Drones keep getting smarter. How will they fit into construction workflow?

March 11, 2020 |
Contractors flying drone at a site

Contractors like Clayco use drones to scan and monitor their jobsites, and would benefit from rule changes that would allow beyond-line-of-sight flying. Photo: Clayco

Five years ago, 3D Robotics introduced what it heralded as “the world’s first smart drone.” Dubbed Solo, this quad unmanned aerial vehicle was powered by twin 1-GHz computers. Since then, suppliers have been pushing drone technology to meet users’ demands for more intuitive and responsive data collection and flight.

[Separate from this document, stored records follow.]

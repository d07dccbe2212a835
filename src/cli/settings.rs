//! CLI commands for managing the settings file
use crate::settings::{Settings, get_settings_file_path};
use anyhow::{Context, Result};
use clap::Subcommand;
use std::fs;
use std::path::Path;

/// Subcommands for settings
#[derive(Subcommand)]
pub enum SettingsSubcommands {
    /// Open the settings file in a text editor, creating it if needed
    Edit,
    /// Print the path the settings file is read from
    Path,
    /// Print the contents of a default `settings.toml`
    DumpDefault,
}

impl SettingsSubcommands {
    /// Execute the supplied settings subcommand
    pub fn execute(self) -> Result<()> {
        match self {
            Self::Edit => {
                let file_path = get_settings_file_path();
                ensure_settings_file_exists(&file_path)?;
                println!("Opening settings file for editing: {}", file_path.display());
                edit::edit_file(&file_path)?;
            }
            Self::Path => println!("{}", get_settings_file_path().display()),
            Self::DumpDefault => print!("{}", Settings::default_file_contents()),
        }

        Ok(())
    }
}

/// Write a default settings file at `file_path` if there isn't one already
fn ensure_settings_file_exists(file_path: &Path) -> Result<()> {
    if file_path.is_file() {
        return Ok(());
    }

    if let Some(dir_path) = file_path.parent() {
        fs::create_dir_all(dir_path)
            .with_context(|| format!("Failed to create directory: {}", dir_path.display()))?;
    }
    fs::write(file_path, Settings::default_file_contents())?;

    Ok(())
}
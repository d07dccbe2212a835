//! Major trade routes and the maritime choke points they pass through.
use crate::id::{define_id_getter, define_id_type};
use crate::number::NumericRange;
use crate::units::Dollars;
use indexmap::IndexMap;
use itertools::Itertools;
use serde::Serialize;
use std::fmt;
use strum::EnumIter;

define_id_type! {RouteID}
define_id_type! {ChokePointID}

/// A map of [`ShippingRoute`]s, keyed by route name
pub type RouteMap = IndexMap<RouteID, ShippingRoute>;

/// A map of [`ChokePoint`]s, keyed by name
pub type ChokePointMap = IndexMap<ChokePointID, ChokePoint>;

/// A narrow passage which a large share of seaborne trade must pass through
#[derive(Debug, Clone, PartialEq)]
pub struct ChokePoint {
    /// Name, e.g. `"Strait of Hormuz"`
    pub id: ChokePointID,
    /// Where the choke point is
    pub location: String,
    /// Vessel transits per day
    pub daily_transits: f64,
    /// Oil flow in million barrels per day
    pub oil_flow: f64,
    /// Value of trade passing through per year
    pub trade_value: Dollars,
    /// Width at the narrowest point, as authored
    pub width: String,
    /// Depth, as authored
    pub depth: String,
    /// Main risks to navigation
    pub risk: String,
}
define_id_getter! {ChokePoint, ChokePointID, id}

/// The kind of cargo carried on a route, used for colour-coding
#[derive(Debug, Clone, Copy, PartialEq, Eq, Hash, EnumIter, Serialize)]
pub enum CargoClass {
    /// Containerised goods
    Container,
    /// Dry bulk, e.g. iron ore or grain
    DryBulk,
    /// Crude oil and products
    Oil,
    /// Liquefied gas
    Gas,
    /// Anything else
    Other,
}

/// Keywords identifying a cargo class, checked in order. A keyword must start a word.
const CARGO_KEYWORDS: [(CargoClass, &[&str]); 4] = [
    (CargoClass::Container, &["container"]),
    (CargoClass::DryBulk, &["bulk", "grain", "ore", "coal"]),
    (CargoClass::Oil, &["oil", "crude", "petroleum"]),
    (CargoClass::Gas, &["lng", "lpg", "gas"]),
];

impl CargoClass {
    /// Classify a free-text cargo description such as `"Iron Ore (Bulk)"`.
    ///
    /// The first keyword group with a word of the text starting with one of its keywords (ignoring
    /// case) wins, so `"Containers"` is a container cargo but `"Offshore Stores"` is not bulk. Text
    /// matching no group is [`CargoClass::Other`].
    pub fn classify(cargo_type: &str) -> Self {
        let cargo_type = cargo_type.to_lowercase();
        let words = cargo_type
            .split(|c: char| !c.is_alphanumeric())
            .filter(|word| !word.is_empty())
            .collect_vec();
        CARGO_KEYWORDS
            .iter()
            .find(|(_, keywords)| {
                keywords
                    .iter()
                    .any(|keyword| words.iter().any(|word| word.starts_with(keyword)))
            })
            .map_or(Self::Other, |(class, _)| *class)
    }

    /// The display label for the class
    pub fn label(self) -> &'static str {
        match self {
            Self::Container => "Container",
            Self::DryBulk => "Dry Bulk",
            Self::Oil => "Oil",
            Self::Gas => "Gas",
            Self::Other => "Other",
        }
    }
}

impl fmt::Display for CargoClass {
    fn fmt(&self, f: &mut fmt::Formatter<'_>) -> fmt::Result {
        f.pad(self.label())
    }
}

/// A major seaborne trade route
#[derive(Debug, Clone, PartialEq)]
pub struct ShippingRoute {
    /// Route name, e.g. `"Asia - North Europe"`
    pub id: RouteID,
    /// Where cargo is loaded
    pub origin: String,
    /// Where cargo is discharged
    pub destination: String,
    /// Distance in nautical miles
    pub distance: f64,
    /// Transit time in days
    pub transit_time: NumericRange,
    /// The cargo carried, as authored
    pub cargo_type: String,
    /// The class of cargo carried
    pub cargo_class: CargoClass,
    /// Annual volume, as authored
    pub volume: String,
    /// Free-text description
    pub description: String,
    /// Choke points and waypoints along the route, in order.
    ///
    /// Not every name has a [`ChokePoint`] record.
    pub choke_points: Vec<ChokePointID>,
}
define_id_getter! {ShippingRoute, RouteID, id}

impl ShippingRoute {
    /// Whether the route passes through the named choke point
    pub fn passes_through(&self, choke_point: &ChokePointID) -> bool {
        self.choke_points.contains(choke_point)
    }
}
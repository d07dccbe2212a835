//! This module defines the unit types used for figures in the dataset.
//!
//! Figures are authored as decorated text (e.g. `"~$80B (est.)"`) but held as typed numbers once a
//! dataset is loaded. Display strings are produced again by the formatting functions in
//! [`crate::number`].

macro_rules! unit_struct {
    ($name:ident) => {
        /// Represents a type of quantity.
        #[derive(
            Debug,
            Clone,
            Copy,
            PartialEq,
            PartialOrd,
            Default,
            derive_more::Add,
            derive_more::Sub,
            serde::Serialize,
            serde::Deserialize,
        )]
        pub struct $name(pub f64);

        impl $name {
            /// Creates a new instance of the unit type from a f64 value.
            pub fn new(val: f64) -> Self {
                Self(val)
            }

            /// Returns the value of the unit type as a f64.
            pub fn value(self) -> f64 {
                self.0
            }

            /// Whether the underlying value is finite
            pub fn is_finite(self) -> bool {
                self.0.is_finite()
            }
        }

        impl float_cmp::ApproxEq for $name {
            type Margin = float_cmp::F64Margin;

            fn approx_eq<T: Into<Self::Margin>>(self, other: Self, margin: T) -> bool {
                self.0.approx_eq(other.0, margin)
            }
        }

        impl std::iter::Sum for $name {
            fn sum<I: Iterator<Item = Self>>(iter: I) -> Self {
                $name(iter.map(|x| x.0).sum())
            }
        }
    };
}

// A percentage, where 100.0 represents the whole
unit_struct!(Percent);
// An amount of money in US dollars
unit_struct!(Dollars);

impl Percent {
    /// Whether the value is a valid share of a whole, i.e. between 0 and 100 inclusive
    pub fn is_valid_share(self) -> bool {
        (0.0..=100.0).contains(&self.0)
    }
}

/// The relative change from `old` to `new`, or `None` if `old` is zero
pub fn percent_change(old: Dollars, new: Dollars) -> Option<Percent> {
    if old.0 == 0.0 {
        return None;
    }

    Some(Percent((new.0 - old.0) / old.0 * 100.0))
}

#[cfg(test)]
mod tests {
    use super::*;
    use float_cmp::assert_approx_eq;

    #[test]
    fn test_percent_change() {
        let change = percent_change(Dollars(12_000.0), Dollars(25_500.0)).unwrap();
        assert_approx_eq!(Percent, change, Percent(112.5));

        let change = percent_change(Dollars(55_000.0), Dollars(42_000.0)).unwrap();
        assert_approx_eq!(Percent, change, Percent(-23.636_363_636), epsilon = 1e-6);

        assert!(percent_change(Dollars(0.0), Dollars(1.0)).is_none());
    }

    #[test]
    fn test_is_valid_share() {
        assert!(Percent(0.0).is_valid_share());
        assert!(Percent(100.0).is_valid_share());
        assert!(!Percent(-0.1).is_valid_share());
        assert!(!Percent(100.1).is_valid_share());
        assert!(!Percent(f64::NAN).is_valid_share());
    }
}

An example of where the technology has been heading lately can be found in Ann Arbor, Mich., where researchers at the University of Michigan last year developed what they claimed is the first visual simultaneous localization and mapping (SLAM) microprocessor integrated into a drone camera to help a robot navigate its environment.

At the same time, drone makers and software developers are rolling out niche products for specific jobs and industries, partly to tap markets in which industry leader DJI isn’t so dominant. AirFusion, Skyspecs, and Sterblue focus on infrastructure and wind turbine inspection;
Ware on warehouse inventory automation; Accuware’s Dragonfly is a visual positioning system; ABJ Drones makes task-specific sensors; and VHive’s software allows swarms of drones to work in tandem.

There is also a slew of drone hardware and software producers that has come out with solutions that use the word “autonomous” in their marketing. “Autonomous drones aren’t unique,” says Michael Blades, a Vice President with the business consulting firm Frost & Sullivan, based in San Antonio, Texas. “Automation is driving the market, gradually.”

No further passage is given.